AIM OF THE EXERCISE → Could you print every record below exactly as written?

[Source records]
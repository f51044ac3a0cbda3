//! Integration tests for tenant and user repositories using in-memory
//! SurrealDB.

use estate_core::error::EstateError;
use estate_core::models::tenant::CreateTenant;
use estate_core::models::user::{CreateUser, Department, Role, UpdateUser, UserStatus};
use estate_core::repository::{Pagination, TenantRepository, UserRepository};
use estate_db::repository::{SurrealTenantRepository, SurrealUserRepository};
use surrealdb::Surreal;
use surrealdb::engine::local::{Db, Mem};

async fn setup() -> Surreal<Db> {
    let db = Surreal::new::<Mem>(()).await.unwrap();
    db.use_ns("test").use_db("test").await.unwrap();
    estate_db::run_migrations(&db).await.unwrap();
    db
}

async fn tenant(db: &Surreal<Db>, slug: &str) -> uuid::Uuid {
    SurrealTenantRepository::new(db.clone())
        .create(CreateTenant {
            name: slug.to_uppercase(),
            slug: slug.into(),
        })
        .await
        .unwrap()
        .id
}

#[tokio::test]
async fn create_and_get_tenant() {
    let db = setup().await;
    let repo = SurrealTenantRepository::new(db);

    let created = repo
        .create(CreateTenant {
            name: "Harbour Towers".into(),
            slug: "harbour-towers".into(),
        })
        .await
        .unwrap();

    let fetched = repo.get_by_id(created.id).await.unwrap();
    assert_eq!(fetched.name, "Harbour Towers");
    assert_eq!(fetched.slug, "harbour-towers");
}

#[tokio::test]
async fn duplicate_slug_already_exists() {
    let db = setup().await;
    tenant(&db, "harbour-towers").await;

    let err = SurrealTenantRepository::new(db)
        .create(CreateTenant {
            name: "Another Harbour".into(),
            slug: "harbour-towers".into(),
        })
        .await
        .unwrap_err();
    assert!(matches!(err, EstateError::AlreadyExists { .. }));
}

#[tokio::test]
async fn malformed_slug_is_rejected() {
    let db = setup().await;
    let err = SurrealTenantRepository::new(db)
        .create(CreateTenant {
            name: "Harbour Towers".into(),
            slug: "Harbour Towers".into(),
        })
        .await
        .unwrap_err();
    assert!(matches!(err, EstateError::Validation { ref field, .. } if field == "slug"));
}

#[tokio::test]
async fn list_tenants_paginates() {
    let db = setup().await;
    for slug in ["a", "b", "c"] {
        tenant(&db, slug).await;
    }

    let repo = SurrealTenantRepository::new(db);
    let page = repo
        .list(Pagination {
            offset: 0,
            limit: 2,
        })
        .await
        .unwrap();
    assert_eq!(page.total, 3);
    assert_eq!(page.items.len(), 2);
}

#[tokio::test]
async fn missing_tenant_is_not_found() {
    let db = setup().await;
    let repo = SurrealTenantRepository::new(db);

    let err = repo.get_by_id(uuid::Uuid::new_v4()).await.unwrap_err();
    assert!(matches!(err, EstateError::NotFound { .. }));
}

#[tokio::test]
async fn create_department_user() {
    let db = setup().await;
    let tenant_id = tenant(&db, "acme").await;
    let repo = SurrealUserRepository::new(db);

    let user = repo
        .create(CreateUser {
            tenant_id,
            name: "Sam".into(),
            email: "sam@example.com".into(),
            role: Role::DepartmentUser,
            department: Some(Department::Taxi),
        })
        .await
        .unwrap();

    assert_eq!(user.status, UserStatus::Active);
    assert_eq!(user.department, Some(Department::Taxi));

    let fetched = repo.get_by_id(tenant_id, user.id).await.unwrap();
    assert_eq!(fetched.email, "sam@example.com");
}

#[tokio::test]
async fn department_user_requires_department() {
    let db = setup().await;
    let tenant_id = tenant(&db, "acme").await;
    let repo = SurrealUserRepository::new(db);

    let err = repo
        .create(CreateUser {
            tenant_id,
            name: "Sam".into(),
            email: "sam@example.com".into(),
            role: Role::DepartmentUser,
            department: None,
        })
        .await
        .unwrap_err();
    assert!(matches!(err, EstateError::Validation { .. }));
}

#[tokio::test]
async fn user_from_another_tenant_is_denied() {
    let db = setup().await;
    let tenant_a = tenant(&db, "a").await;
    let tenant_b = tenant(&db, "b").await;
    let repo = SurrealUserRepository::new(db);

    let user = repo
        .create(CreateUser {
            tenant_id: tenant_a,
            name: "Ada".into(),
            email: "ada@example.com".into(),
            role: Role::Admin,
            department: None,
        })
        .await
        .unwrap();

    let err = repo.get_by_id(tenant_b, user.id).await.unwrap_err();
    assert!(matches!(err, EstateError::AuthorizationDenied { .. }));

    let err = repo
        .update(
            tenant_b,
            user.id,
            UpdateUser {
                status: Some(UserStatus::Inactive),
                ..Default::default()
            },
        )
        .await
        .unwrap_err();
    assert!(matches!(err, EstateError::AuthorizationDenied { .. }));

    // Untouched.
    let fetched = repo.get_by_id(tenant_a, user.id).await.unwrap();
    assert_eq!(fetched.status, UserStatus::Active);
}

#[tokio::test]
async fn deactivate_user() {
    let db = setup().await;
    let tenant_id = tenant(&db, "acme").await;
    let repo = SurrealUserRepository::new(db);

    let user = repo
        .create(CreateUser {
            tenant_id,
            name: "Ada".into(),
            email: "ada@example.com".into(),
            role: Role::Admin,
            department: None,
        })
        .await
        .unwrap();

    let updated = repo
        .update(
            tenant_id,
            user.id,
            UpdateUser {
                status: Some(UserStatus::Inactive),
                ..Default::default()
            },
        )
        .await
        .unwrap();
    assert_eq!(updated.status, UserStatus::Inactive);
    assert_eq!(updated.name, "Ada");

    let page = repo.list(tenant_id, Pagination::default()).await.unwrap();
    assert_eq!(page.total, 1);
}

OUTPUT BELOW →
repository f51044ac3a0cbda3
//! Integration tests for tenant and user repositories using in-memory
//! SurrealDB.

use estate_core::error::EstateError;
use estate_core::models::tenant::CreateTenant;
use estate_core::models::user::{CreateUser, Department, Role, UpdateUser, UserStatus};
use estate_core::repository::{Pagination, TenantRepository, UserRepository};
use estate_db::repository::{SurrealTenantRepository, SurrealUserRepository};
use surrealdb::Surreal;
use surrealdb::engine::local::{Db, Mem};

async fn setup() -> Surreal<Db> {
    let db = Surreal::new::<Mem>(()).await.unwrap();
    db.use_ns("test").use_db("test").await.unwrap();
    estate_db::run_migrations(&db).await.unwrap();
    db
}

async fn tenant(db: &Surreal<Db>, slug: &str) -> uuid::Uuid {
    SurrealTenantRepository::new(db.clone())
        .create(CreateTenant {
            name: slug.to_uppercase(),
            slug: slug.into(),
        })
        .await
        .unwrap()
        .id
}

#[tokio::test]
async fn create_and_get_tenant() {
    let db = setup().await;
    let repo = SurrealTenantRepository::new(db);

    let created = repo
        .create(CreateTenant {
            name: "Harbour Towers".into(),
            slug: "harbour-towers".into(),
        })
        .await
        .unwrap();

    let fetched = repo.get_by_id(created.id).await.unwrap();
    assert_eq!(fetched.name, "Harbour Towers");
    assert_eq!(fetched.slug, "harbour-towers");
}

#[tokio::test]
async fn duplicate_slug_already_exists() {
    let db = setup().await;
    tenant(&db, "harbour-towers").await;

    let err = SurrealTenantRepository::new(db)
        .create(CreateTenant {
            name: "Another Harbour".into(),
            slug: "harbour-towers".into(),
        })
        .await
        .unwrap_err();
    assert!(matches!(err, EstateError::AlreadyExists { .. }));
}

#[tokio::test]
async fn malformed_slug_is_rejected() {
    let db = setup().await;
    let err = SurrealTenantRepository::new(db)
        .create(CreateTenant {
            name: "Harbour Towers".into(),
            slug: "Harbour Towers".into(),
        })
        .await
        .unwrap_err();
    assert!(matches!(err, EstateError::Validation { ref field, .. } if field == "slug"));
}

#[tokio::test]
async fn list_tenants_paginates() {
    let db = setup().await;
    for slug in ["a", "b", "c"] {
        tenant(&db, slug).await;
    }

    let repo = SurrealTenantRepository::new(db);
    let page = repo
        .list(Pagination {
            offset: 0,
            limit: 2,
        })
        .await
        .unwrap();
    assert_eq!(page.total, 3);
    assert_eq!(page.items.len(), 2);
}

#[tokio::test]
async fn missing_tenant_is_not_found() {
    let db = setup().await;
    let repo = SurrealTenantRepository::new(db);

    let err = repo.get_by_id(uuid::Uuid::new_v4()).await.unwrap_err();
    assert!(matches!(err, EstateError::NotFound { .. }));
}

#[tokio::test]
async fn create_department_user() {
    let db = setup().await;
    let tenant_id = tenant(&db, "acme").await;
    let repo = SurrealUserRepository::new(db);

    let user = repo
        .create(CreateUser {
            tenant_id,
            name: "Sam".into(),
            email: "sam@example.com".into(),
            role: Role::DepartmentUser,
            department: Some(Department::Taxi),
        })
        .await
        .unwrap();

    assert_eq!(user.status, UserStatus::Active);
    assert_eq!(user.department, Some(Department::Taxi));

    let fetched = repo.get_by_id(tenant_id, user.id).await.unwrap();
    assert_eq!(fetched.email, "sam@example.com");
}

#[tokio::test]
async fn department_user_requires_department() {
    let db = setup().await;
    let tenant_id = tenant(&db, "acme").await;
    let repo = SurrealUserRepository::new(db);

    let err = repo
        .create(CreateUser {
            tenant_id,
            name: "Sam".into(),
            email: "sam@example.com".into(),
            role: Role::DepartmentUser,
            department: None,
        })
        .await
        .unwrap_err();
    assert!(matches!(err, EstateError::Validation { .. }));
}

#[tokio::test]
async fn user_from_another_tenant_is_denied() {
    let db = setup().await;
    let tenant_a = tenant(&db, "a").await;
    let tenant_b = tenant(&db, "b").await;
    let repo = SurrealUserRepository::new(db);

    let user = repo
        .create(CreateUser {
            tenant_id: tenant_a,
            name: "Ada".into(),
            email: "ada@example.com".into(),
            role: Role::Admin,
            department: None,
        })
        .await
        .unwrap();

    let err = repo.get_by_id(tenant_b, user.id).await.unwrap_err();
    assert!(matches!(err, EstateError::AuthorizationDenied { .. }));

    let err = repo
        .update(
            tenant_b,
            user.id,
            UpdateUser {
                status: Some(UserStatus::Inactive),
                ..Default::default()
            },
        )
        .await
        .unwrap_err();
    assert!(matches!(err, EstateError::AuthorizationDenied { .. }));

    // Untouched.
    let fetched = repo.get_by_id(tenant_a, user.id).await.unwrap();
    assert_eq!(fetched.status, UserStatus::Active);
}

#[tokio::test]
async fn deactivate_user() {
    let db = setup().await;
    let tenant_id = tenant(&db, "acme").await;
    let repo = SurrealUserRepository::new(db);

    let user = repo
        .create(CreateUser {
            tenant_id,
            name: "Ada".into(),
            email: "ada@example.com".into(),
            role: Role::Admin,
            department: None,
        })
        .await
        .unwrap();

    let updated = repo
        .update(
            tenant_id,
            user.id,
            UpdateUser {
                status: Some(UserStatus::Inactive),
                ..Default::default()
            },
        )
        .await
        .unwrap();
    assert_eq!(updated.status, UserStatus::Inactive);
    assert_eq!(updated.name, "Ada");

    let page = repo.list(tenant_id, Pagination::default()).await.unwrap();
    assert_eq!(page.total, 1);
}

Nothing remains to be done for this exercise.